The Youngstown Sheet & Tube Co. in Ohio was one of many steel mills seized under President Truman’s Executive Order 10340. Wikimedia Commons.

Shortly after 6 p.m. on April 26, 1944, a platoon of 30 soldiers from nearby Camp Skokie marched into the Chicago headquarters of Montgomery Ward & Co. Armed with rifles and an executive order signed by President Franklin D. Roosevelt, the soldiers were there to enforce a federal takeover of operations at the mail-order company. Its management had ignored an order by the National War Labor Board to recognize a department store union whose 12,000 members were on strike.


The first half of the 20th century was marked by two world wars and the Great Depression, and such government seizures of private companies—even whole industries—were not uncommon. Broadly tolerated and sometimes specifically authorized by Congress, takeovers were regarded as a matter of public necessity in a time of war. Most involved labor disputes that might affect the production of military goods or the processing of vital energy resources. And while their legal authority remained vague, successive administrations seized electric plants, water supplies, dams, coal mines and munitions factories.

Harry Truman

Harry Truman. Photograph Courtesy of the Library of Congress.

But Montgomery Ward was none of these. The company sold sewing machines and refrigerators—not war materiel. Moreover, Roosevelt’s executive order cited no conclusive legal authority; and after his death one year later, President Harry S. Truman quietly ceded company operations back to management.

When the wars ended, a crippling string of labor strikes provoked a change in political climate and a Republican takeover of Congress. Over Truman’s veto, Congress passed the Taft-Hartley Act of 1947, resetting the limits of labor disputes and redefining the government’s capability to respond. Truman regarded the law as a challenge to presidential authority. In 1952, the threat of a strike by steelworkers provoked an overdue clash about the limits of executive power.

In November 1951, as the Korean War raged, steelworkers sought a new contract with the domestic industry. The industry, in turn, sought government approval for steep price increases, ostensibly to pay for new labor costs. When the Office of Price Stabilization pared back its demands as opportunistic, labor talks stalled.
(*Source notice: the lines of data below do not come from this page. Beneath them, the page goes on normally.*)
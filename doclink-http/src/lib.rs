//! HTTPS transport for doclink.
//!
//! To use this transport, include the `http` feature in your `Cargo.toml`:
//!
//! ```toml
//! [dependencies]
//! doclink = { version = "x.y.z", features = ["http"] }
//! ```
//!
//! # Example
//!
//! ```ignore
//! use doclink::{prelude::*, http::ReqwestTransport};
//! use std::{sync::Arc, time::Duration};
//!
//! let transport = ReqwestTransport::builder()
//!     .timeout(Duration::from_secs(10))
//!     .build()?;
//!
//! let client = Client::builder("https://account.documents.example.com")
//!     .transport(Arc::new(transport))
//!     // ...
//!     .build()
//!     .await?;
//! ```

#[allow(unused_extern_crates)]
extern crate self as doclink_http;

pub mod transport;

pub use transport::{ReqwestTransport, ReqwestTransportBuilder};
On April 8, 1952, hours before a strike was to begin, Truman issued Executive Order 10340, directing Secretary of Commerce Charles Sawyer to seize control of the nation’s steel production, including the Youngstown Sheet & Tube Co. and other steel mills.

The companies sought a restraining order, arguing a government-imposed wage scale would cause irreparable economic harm. Instead of answering their charge, the government pressed the issue of constitutional authority. Before an astonished federal judge, lawyers argued that a president has unlimited power in a national crisis and the power to define that crisis. That executive authority had been ratified, they said, by decades of judicial silence on the matter.

Judge David A. Pine’s ruling was blunt: “Apparently, according to [the government’s] theory, several repetitive, unchallenged, illegal acts sanctify those committed thereafter. I disagree.”

Both sides sought review by the U.S. Supreme Court. Recognizing the urgency, the court issued a 6-3 ruling against the Truman administration in Youngstown Sheet & Tube Co. v. Sawyer three weeks after the oral argument. Justice Hugo Black wrote for the majority, but it was Justice Robert H. Jackson—a former attorney general—who defined the undulations of presidential authority.

Jackson was a close legal adviser to Roosevelt and knew firsthand about the power of the office in the hands of a charismatic leader. His concurrence described a presidential power that waxes and wanes in deference to a Congress willing to assert itself, and he expressed respect for constitutional limits placed by the founders.

“They knew what emergencies were, knew the pressures they engender for authoritative action, knew too how they afford a ready pretext for usurpation. We may also suspect that they suspected that emergency powers would tend to kindle emergencies,” Jackson wrote.